The main museum building.
Completed in 1972, it looks something like a set from Logan’s Run, only browner.
The museum is reasonably interesting, including a temporary exhibit of gorgeous prints by Audubon. Mostly the place focuses on the Mississippian peoples who lived in the area 1,000 years ago and more, and who, like a number of other peoples, left mysteriously before Europeans ever came to the Americas.
But the story of the museum itself is just as interesting if not more so, I think. For example, we were nearly 30 years too late to see any skeletons.
In the 1920s, a resident of these parts, one Don Dickson, started digging into Indian mounds on his family’s farm. He discovered skeletons. Lots of them. Maybe in the 19th century, such a find would have been unearthed and put into a traveling show, a seriously undignified outcome for human remains.
Dickson had a different idea, however, one more suited to his time, when Americans were more mobile than ever. He built a private museum around the skeletons in situ and people came to see them.

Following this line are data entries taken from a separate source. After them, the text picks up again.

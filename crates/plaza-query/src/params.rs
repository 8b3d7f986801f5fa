//! Query parameter parsing.
//!
//! URL query parameters are validated and clamped once here, at the
//! boundary, so the pipeline itself only ever sees well-formed input.

use serde::{Deserialize, Serialize};

use crate::sort::SortKey;

/// Items per vendor page. The pipeline takes page size as a free
/// parameter; this is the storefront's fixed choice.
pub const DEFAULT_PAGE_SIZE: usize = 12;

/// The three query parameters driving a vendor page.
#[derive(Debug, Clone, PartialEq, Eq, Serialize, Deserialize)]
pub struct QueryParams {
    /// Free-text search, empty when absent.
    pub search: String,
    /// Sort key, `Newest` when absent or unrecognized.
    pub sort: SortKey,
    /// Requested page, 1-based. Non-numeric or non-positive values are
    /// coerced to 1.
    pub page: u32,
}

impl Default for QueryParams {
    fn default() -> Self {
        Self {
            search: String::new(),
            sort: SortKey::default(),
            page: 1,
        }
    }
}

impl QueryParams {
    /// Parse query parameters from a URL query string
    /// (e.g., `search=tea&sort=price-asc&page=2`). Unknown keys are
    /// ignored.
    pub fn from_query_string(qs: &str) -> Self {
        let mut params = QueryParams::default();

        for pair in qs.split('&') {
            let mut parts = pair.splitn(2, '=');
            let key = parts.next().unwrap_or("");
            let value = parts.next().unwrap_or("");
            let decoded = percent_decode(value);

            match key {
                "search" => params.search = decoded,
                "sort" => params.sort = SortKey::from_param(&decoded),
                "page" => {
                    // Clamp in i64 before narrowing so huge values
                    // saturate instead of wrapping through the cast.
                    params.page =
                        decoded.parse::<i64>().unwrap_or(1).clamp(1, u32::MAX as i64) as u32;
                }
                _ => {}
            }
        }

        params
    }

    /// Re-encode as a URL query string, omitting parameters at their
    /// default values. Returns an empty string when everything is
    /// default.
    pub fn to_query_string(&self) -> String {
        let mut pairs = Vec::new();

        if !self.search.is_empty() {
            pairs.push(format!("search={}", percent_encode(&self.search)));
        }
        if self.sort != SortKey::default() {
            pairs.push(format!("sort={}", self.sort.as_str()));
        }
        if self.page > 1 {
            pairs.push(format!("page={}", self.page));
        }

        pairs.join("&")
    }

    /// The same parameters pointed at a different page. Used when
    /// building pagination links that preserve search and sort state.
    pub fn with_page(&self, page: u32) -> Self {
        Self {
            page: page.max(1),
            ..self.clone()
        }
    }
}

/// Percent-encode a query parameter value (`+` for spaces).
pub fn percent_encode(s: &str) -> String {
    let mut result = String::with_capacity(s.len() * 3);
    for c in s.chars() {
        match c {
            'a'..='z' | 'A'..='Z' | '0'..='9' | '-' | '_' | '.' | '~' => result.push(c),
            ' ' => result.push('+'),
            _ => {
                for byte in c.to_string().as_bytes() {
                    result.push_str(&format!("%{:02X}", byte));
                }
            }
        }
    }
    result
}

/// Decode a percent-encoded query parameter value.
pub fn percent_decode(s: &str) -> String {
    let mut bytes = Vec::with_capacity(s.len());
    let mut chars = s.chars().peekable();

    while let Some(c) = chars.next() {
        if c == '%' {
            let hex: String = chars.by_ref().take(2).collect();
            if let Ok(byte) = u8::from_str_radix(&hex, 16) {
                bytes.push(byte);
            }
        } else if c == '+' {
            bytes.push(b' ');
        } else {
            let mut buf = [0u8; 4];
            bytes.extend_from_slice(c.encode_utf8(&mut buf).as_bytes());
        }
    }

    String::from_utf8_lossy(&bytes).into_owned()
}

Not that dignified an outcome either, but at least the archaeological value of the site wasn’t completely destroyed. According to the museum, University of Chicago archaeologists investigated the area for years.
In 1945, Dickson sold the site to the state of Illinois, which later built the current building and still displayed the skeletons for decades. By the 1980s, the indignity of that arrangement was more widely understood, so in 1992 the state sealed off the remains beneath the building. Visitors today would not know about them unless they do further reading.
(Do people say the museum is haunted? That’s all it takes for a place to be considered haunted, after all.)
The museum also includes a lot of undeveloped land. A number of well-marked trails cross the land, so we took a walk.
Second-growth forest, I suspect, if this used to be farmland. A large section of land was fenced off with a tall mesh fence. Archaeological sites that wankers might try to plunder? Could be, though nothing about the fence explained its presence.